The DNS MX ("Mail Exchange") records map hostnames to hostnames of email hosts, along with message routing instructions as an extra input "Priority". Priority determines the preferred email host for a message to be delivered, and preferred fallbacks if one of the email hosts failed to connect. DNS MX records are protocol specific records, limited to SMTP (Simple Mail Transfer Protocol), which handle email routing and delivery.

Input required to set DNS MX records

DNS MX record requires four inputs:

  1. Name: This is the DNS name of a hostname. For example, the DNS name will be "www" for the hostname "www.example.com". To set up a DNS record for the root domain “example.com“, this field can be left empty or the symbol ‘@’ used instead. DNS Name must follow the limits defined in RFC1035,
    i.

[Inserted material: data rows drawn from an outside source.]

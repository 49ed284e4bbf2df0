//! Property tests for capacity, email uniqueness and feedback aggregation

mod helpers;

use campus_events::models::Feedback;
use campus_events::services::summarize_feedback;
use campus_events::CampusEventsError;
use chrono::Utc;
use helpers::*;
use proptest::prelude::*;

fn feedback_entry(id: i64, ratings: (i32, i32, i32, i32), would_recommend: bool) -> Feedback {
    Feedback {
        id,
        event_id: 1,
        student_id: id,
        rating: ratings.0,
        organization_rating: ratings.1,
        content_rating: ratings.2,
        venue_rating: ratings.3,
        comment: None,
        suggestions: None,
        would_recommend,
        submitted_at: Utc::now(),
    }
}

fn rating() -> impl Strategy<Value = i32> {
    1..=5i32
}

proptest! {
    #![proptest_config(ProptestConfig::with_cases(64))]

    #[test]
    fn summary_distribution_sums_to_entry_count(
        entries in prop::collection::vec(((rating(), rating(), rating(), rating()), any::<bool>()), 0..40)
    ) {
        let feedback: Vec<Feedback> = entries
            .iter()
            .enumerate()
            .map(|(i, (ratings, recommend))| feedback_entry(i as i64 + 1, *ratings, *recommend))
            .collect();

        let summary = summarize_feedback(1, &feedback);

        prop_assert_eq!(summary.total_feedback, feedback.len() as i64);
        prop_assert_eq!(summary.rating_distribution.values().sum::<i64>(), feedback.len() as i64);
        prop_assert!(summary.recommendation_percentage >= 0.0 && summary.recommendation_percentage <= 100.0);
        if feedback.is_empty() {
            prop_assert!(summary.rating_distribution.is_empty());
            prop_assert_eq!(summary.average_rating, 0.0);
        } else {
            prop_assert!(summary.average_rating >= 1.0 && summary.average_rating <= 5.0);
            prop_assert!(summary.overall_score >= 1.0 && summary.overall_score <= 5.0);
        }
    }

    #[test]
    fn participants_never_exceed_capacity(capacity in 1..6i32, attempts in 0..12usize) {
        let (count, available) = tokio_test::block_on(async {
            let ctx = TestContext::in_memory();
            let event = ctx.create_event("Property Event", capacity).await;

            for _ in 0..attempts {
                let student = ctx.create_student().await;
                let result = ctx
                    .services
                    .registration_service
                    .register(registration_request(event.id, student.id))
                    .await;
                if let Err(e) = result {
                    assert!(matches!(e, CampusEventsError::CapacityExceeded { .. }));
                }
            }

            let events = &ctx.services.event_service;
            (
                events.participant_count(event.id).await.unwrap(),
                events.available_capacity(event.id).await.unwrap(),
            )
        });

        prop_assert_eq!(count, (attempts as i64).min(i64::from(capacity)));
        prop_assert!(available >= 0);
        prop_assert_eq!(available, i64::from(capacity) - count);
    }

    #[test]
    fn emails_collide_regardless_of_case(local in "[a-z]{1,12}", mask in prop::collection::vec(any::<bool>(), 12)) {
        let original = format!("{}@campus.edu", local);
        let shuffled: String = original
            .chars()
            .zip(mask.iter().cycle())
            .map(|(c, upper)| if *upper { c.to_ascii_uppercase() } else { c })
            .collect();

        let duplicate_rejected = tokio_test::block_on(async {
            let ctx = TestContext::in_memory();
            let students = &ctx.services.student_service;
            students.create_student(student_request_with_email(&original)).await.unwrap();
            matches!(
                students.create_student(student_request_with_email(&shuffled)).await,
                Err(CampusEventsError::DuplicateEmail { .. })
            )
        });

        prop_assert!(duplicate_rejected);
    }
}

DNS name can have up to 250 characters, and must start with a letter (a-z), end with a letter or a digit (0-9), and can have only letters, digits, and hyphens (-) as characters.
    ii. DNS name can be split into labels using the dot (.) character, to a maximum of 8 labels. Each label can have 63 characters or less.
  2. Data: For the DNS MX record, data (target) is the hostname of the destination host (SMTP host). This target hostname should be mapped to an email host using DNS A or AAAA record, and not recommended to use CNAME alias records.
  3. Priority: Priority (preference) can range from digits 0 to 100. The MX records with lower priority values have the highest preference in receiving traffic. If two DNS MX records have the same priority values, both email hosts gain equal preference.
  4. TTL: TTL or Time To Live is the time-span limit (in seconds) for the DNS data on the Internet. DNS caching servers use this limit while saving the record temporarily for faster DNS resolution.

Usage scope for DNS MX records

DNS MX records resolve a hostname to another hostname which itself resolves to the IP address of an SMTP email host. This target hostname is not recommended to be mapped to an alias using CNAME records, but an email host IP address using a DNS A or AAAA records to prevent looping, timeouts and message loss.

How to host a DNS MX record

DNS records are hosted on the Internet through DNS hosting services. If you are using Slickalpha DNS, check this related guide to learn how to add a DNS record on your Slickalpha account.

How to check DNS MX records

DNS records can be queried directly on your system terminal using the dig command. To check your DNS MX records on the browser, try our free DNS Lookup tool.

Uses of DNS MX records

DNS MX records play an important role in message routing, helping mailers and email delivery agents to determine the authoritative destination for the email messages.